Earlier this week, WSJ put out a nice explainer on the rise of electric vehicles (EVs) in China.

The whole thing is a pretty multi-faceted phenomenon, and it’s got us thinking. China already leads the world in EV sales, and it looks like they’re only going up from here. Government incentives are successfully nudging consumers towards non-gasoline vehicles, and Chinese automotive manufacturers are set to profit. Beijing has already announced its intent to end the sale of fossil fuel-powered vehicles, and although no hard date has been set, evidence of the set-up is all around. It’s looking like China is ready to make it happen at all costs, apparently even considering easing back on longstanding restrictions for foreign manufacturers, to allow brands like Tesla to help pave the way.

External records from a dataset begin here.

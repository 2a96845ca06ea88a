//! Intent classification for incoming student text.
//!
//! [`classify`] is a pure function of the raw text and the caller-supplied
//! context flags.  Precedence is fixed: Greeting > ExplainAgain > FollowUp >
//! Fresh; the first matching rule wins.

use crate::conversation::ConversationContext;

// ---------------------------------------------------------------------------
// Intent
// ---------------------------------------------------------------------------

/// What the student is asking for.
#[derive(Debug, Clone, Copy, PartialEq, Eq)]
pub enum Intent {
    /// Bare "hi" / "hello", answered with the fixed greeting and no
    /// provider call.
    Greeting,
    /// The student wants the same topic explained differently.
    ExplainAgain,
    /// Continuation of the previous exchange.
    FollowUp,
    /// A new question with no special handling.
    Fresh,
}

/// Phrases that mark a re-explanation request, matched as substrings of the
/// lowercased text.
const EXPLAIN_AGAIN_PHRASES: &[&str] = &[
    "explain again",
    "explain it again",
    "explain that again",
    "can you explain again",
    "please explain again",
    "one more time",
];

/// Classify `raw_text` against the conversation context.
///
/// * Greeting: trimmed, lowercased text equals `"hi"` or `"hello"` exactly
///   (no substring match).
/// * ExplainAgain: the caller set `is_explain_again`, or the text contains
///   one of the known re-explanation phrases.
/// * FollowUp: the caller set `is_follow_up` and this is not ExplainAgain.
/// * Fresh: everything else.
pub fn classify(raw_text: &str, ctx: &ConversationContext) -> Intent {
    let lower = raw_text.trim().to_lowercase();

    if lower == "hi" || lower == "hello" {
        return Intent::Greeting;
    }

    if ctx.is_explain_again || EXPLAIN_AGAIN_PHRASES.iter().any(|p| lower.contains(p)) {
        return Intent::ExplainAgain;
    }

    if ctx.is_follow_up {
        return Intent::FollowUp;
    }

    Intent::Fresh
}

// ---------------------------------------------------------------------------
// Tests
// ---------------------------------------------------------------------------

#[cfg(test)]
mod tests {
    use super::*;

    fn ctx() -> ConversationContext {
        ConversationContext::default()
    }

    #[test]
    fn exact_greetings_classify_as_greeting() {
        for text in ["hi", "hello", "  Hi  ", "HELLO", "\thello\n"] {
            assert_eq!(classify(text, &ctx()), Intent::Greeting, "text: {text:?}");
        }
    }

    #[test]
    fn greeting_requires_exact_match() {
        assert_eq!(classify("hi there", &ctx()), Intent::Fresh);
        assert_eq!(classify("hello world", &ctx()), Intent::Fresh);
        assert_eq!(classify("highway", &ctx()), Intent::Fresh);
    }

    #[test]
    fn explain_again_phrases_win_over_flags() {
        let mut c = ctx();
        c.is_follow_up = true;
        assert_eq!(
            classify("could you explain that again please", &c),
            Intent::ExplainAgain
        );
        assert_eq!(classify("ONE MORE TIME", &c), Intent::ExplainAgain);
        assert_eq!(classify("Please explain again", &c), Intent::ExplainAgain);
    }

    #[test]
    fn explain_again_flag_alone_is_enough() {
        let mut c = ctx();
        c.is_explain_again = true;
        assert_eq!(classify("what about the second part?", &c), Intent::ExplainAgain);
    }

    #[test]
    fn follow_up_flag_without_explain_again() {
        let mut c = ctx();
        c.is_follow_up = true;
        assert_eq!(classify("and what happens next?", &c), Intent::FollowUp);
    }

    #[test]
    fn plain_question_is_fresh() {
        assert_eq!(classify("What is photosynthesis?", &ctx()), Intent::Fresh);
    }

    #[test]
    fn greeting_beats_every_flag() {
        let mut c = ctx();
        c.is_follow_up = true;
        c.is_explain_again = true;
        assert_eq!(classify("hi", &c), Intent::Greeting);
    }
}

GM China’s local brand Baojun released its first mass-market EV, the E100, for about $5,300 USD

It’s a move that makes sense when you consider the context. China has been grappling with smog pollution and an over-reliance on coal for years, while also catering to a consumer class that couldn’t afford hi-tech transportation. Nowadays though, populations in major cities may be ready for a shift, and the head of state in Beijing is snatching up the opportunity to make it happen, dropping prices on EVs and rallying to set up the proper charging infrastructure. China wants its population to be the first to fully embrace EVs, even if that means letting foreign companies like Tesla in on the action.

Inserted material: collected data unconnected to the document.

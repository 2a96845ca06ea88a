//! Prompt construction for the tutoring pipeline.
//!
//! [`PromptBuilder`] turns raw student text plus the classified
//! [`Intent`](crate::intent::Intent) and conversation context into the final
//! prompt string sent to the generation providers.  Each intent has its own
//! template; all generation templates end with the same style-guideline
//! block so the response format stays consistent regardless of intent.
//!
//! The greeting intent is special: it resolves to a fixed response string
//! and the orchestrator skips generation entirely.

use crate::conversation::{ConversationContext, Role};
use crate::intent::Intent;

// ---------------------------------------------------------------------------
// Fixed text blocks
// ---------------------------------------------------------------------------

/// Spoken/displayed verbatim for bare greetings; never sent to a provider.
pub const GREETING_TEXT: &str =
    "Hi, I'm Sage. How can I help you today? What are you interested in learning about?";

const PERSONA_PREAMBLE: &str = "\
You are Sage, a personalized AI tutor having a one-on-one conversation with \
a student. Explain things in a warm, conversational, teacher-like way and help \
the student truly understand instead of reciting information.";

const STYLE_GUIDELINES: &str = "
Style guidelines:
- Keep a warm, conversational, teacher-like tone.
- Answer simple questions and follow-ups in 2-3 sentences.
- Give concept explanations in 4-6 sentences with concrete examples.
- End with a short, relevant follow-up question when it helps the student.";

/// Subjects scanned for when the re-explanation topic cannot be resolved any
/// other way.  Known heuristic: first hit wins, which can misfire in
/// multi-topic conversations.
const TOPIC_KEYWORDS: &[&str] = &[
    "addition",
    "subtraction",
    "multiplication",
    "division",
    "fractions",
    "algebra",
    "geometry",
    "chemistry",
    "physics",
];

// ---------------------------------------------------------------------------
// PromptBuilder
// ---------------------------------------------------------------------------

/// Builds provider prompts for every intent plus the auxiliary call sites
/// (practice questions, topic suggestion, study notes).
///
/// # Example
/// ```rust
/// use sage_tutor::conversation::ConversationContext;
/// use sage_tutor::intent::Intent;
/// use sage_tutor::prompt::PromptBuilder;
///
/// let builder = PromptBuilder::new();
/// let prompt = builder.build(
///     "What is photosynthesis?",
///     Intent::Fresh,
///     &ConversationContext::default(),
/// );
/// assert!(prompt.contains("photosynthesis"));
/// ```
pub struct PromptBuilder {
    /// How many recent turns are embedded in a fresh-question prompt.
    context_turns: usize,
}

impl PromptBuilder {
    pub fn new() -> Self {
        Self { context_turns: 5 }
    }

    pub fn with_context_turns(context_turns: usize) -> Self {
        Self { context_turns }
    }

    /// The fixed greeting response.
    pub fn greeting(&self) -> &'static str {
        GREETING_TEXT
    }

    /// Build the prompt for a conversational request.
    ///
    /// For [`Intent::Greeting`] this returns the fixed greeting text itself;
    /// callers must not send it to a provider.
    pub fn build(&self, raw_text: &str, intent: Intent, ctx: &ConversationContext) -> String {
        match intent {
            Intent::Greeting => GREETING_TEXT.to_string(),
            Intent::ExplainAgain => self.explain_again(raw_text, ctx),
            Intent::FollowUp => self.follow_up(raw_text, ctx),
            Intent::Fresh => self.fresh(raw_text, ctx),
        }
    }

    /// Prompt for the best-effort practice-questions call site.
    pub fn practice_questions(&self, topic: &str) -> String {
        format!(
            "Generate 5 practice questions about {topic}. \
             Format each question as a numbered list."
        )
    }

    /// Prompt for the best-effort topic-suggestion call site.
    pub fn suggest_topic(&self, topic: &str) -> String {
        format!(
            "Based on an interest in '{topic}', suggest one related topic that a \
             person might want to learn about next. Respond with just the name of \
             the topic, no additional text."
        )
    }

    /// Prompt for best-effort study-note generation.
    pub fn study_notes(&self, topic: &str) -> String {
        format!(
            "Create structured notes about \"{topic}\" for a student.\n\
             \n\
             Structure the notes as follows:\n\
             1. Definition/Overview (1-2 sentences)\n\
             2. Key Points (3-5 bullet points)\n\
             3. Examples or Applications (1-2 concrete examples)\n\
             4. Visual Description (describe a diagram that would help understand the concept)\n\
             \n\
             Format the notes with clear section headings, bullet points, and numbered \
             lists. Keep them concise, clear, and visually organized."
        )
    }

    // -----------------------------------------------------------------------
    // Intent templates
    // -----------------------------------------------------------------------

    /// Re-explanation prompt: a NEW explanation of the resolved topic, never
    /// meta-commentary about the request itself.
    fn explain_again(&self, raw_text: &str, ctx: &ConversationContext) -> String {
        let topic = resolve_topic(ctx);
        let previous = ctx.last_assistant_message();

        let mut p = String::with_capacity(1024);
        p.push_str(PERSONA_PREAMBLE);
        p.push_str("\n\nThe student has asked you to explain the topic again.\n");
        if !topic.is_empty() {
            p.push_str(&format!("The topic to re-explain is: {topic}\n"));
        }
        p.push_str(
            "Give a NEW explanation of the same topic, using different words, \
             simpler terms, and fresh examples.\n\
             Do not define or discuss the phrase \"explain again\" and do not \
             restate the request.\n\
             Open with a transition phrase such as \"Let me explain this \
             differently...\" or \"Another way to understand this is...\" and go \
             straight into the explanation.\n\
             Stay on this exact topic; do not switch to anything else.\n",
        );
        if let Some(prev) = previous {
            p.push_str(&format!("Your previous explanation, for reference:\n{prev}\n"));
        }
        p.push_str(&format!("\nStudent request: {raw_text}\n"));
        p.push_str(STYLE_GUIDELINES);
        p
    }

    /// Follow-up prompt: continuity with the previous exchange, no topic
    /// switching.
    fn follow_up(&self, raw_text: &str, ctx: &ConversationContext) -> String {
        let mut p = String::with_capacity(1024);
        p.push_str(PERSONA_PREAMBLE);
        p.push_str(
            "\n\nThis is a follow-up to the ongoing conversation. Maintain \
             continuity with the previous exchange and stay on the same topic; \
             do not switch topics.\n\
             Acknowledge the student's answer when they gave one, with phrases \
             like \"That's right!\" or \"Let me clarify...\".\n",
        );
        if let Some(prev) = ctx.last_assistant_message() {
            p.push_str(&format!("Your last response was:\n{prev}\n"));
        }
        p.push_str(&format!("\nStudent: {raw_text}\n"));
        p.push_str(STYLE_GUIDELINES);
        p
    }

    /// Fresh-question prompt: persona plus up to the last few turns of
    /// history, oldest first.
    fn fresh(&self, raw_text: &str, ctx: &ConversationContext) -> String {
        let mut p = String::with_capacity(1024);
        p.push_str(PERSONA_PREAMBLE);
        p.push('\n');

        if !ctx.recent_messages.is_empty() {
            p.push_str("\nPrevious conversation:\n");
            let skip = ctx.recent_messages.len().saturating_sub(self.context_turns);
            for msg in ctx.recent_messages.iter().skip(skip) {
                let tag = match msg.role {
                    Role::Student => "Student",
                    Role::Assistant => "Sage",
                };
                p.push_str(&format!("{tag}: {}\n", msg.text));
            }
        }

        if let Some(topic) = ctx.current_topic.as_deref().filter(|t| !t.trim().is_empty()) {
            p.push_str(&format!("\nCurrent topic being discussed: {topic}\n"));
        }

        p.push_str(&format!("\nStudent question: {raw_text}\n"));
        p.push_str(STYLE_GUIDELINES);
        p
    }
}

GM Launches China-Exclusive Electric Car, It’s Extremely Small

Meanwhile, those foreign companies are only set to prosper with newfound access to the largest automotive market on the planet –China’s regulatory incentives for EV development have made it a crucial market for Tesla. So as Chinese buyers buy, American developers develop, and as American developers develop, Chinese developers develop, bringing more goods onto the scene for Chinese buyers. It gets to be pretty dizzying, and behind all this is also the new technology that comes with it. With China’s greater willingness to try out weird technological infrastructure leaps, fleets of driverless cars might arrive on the scene sooner than we think, waiting to be summoned by customers on an app.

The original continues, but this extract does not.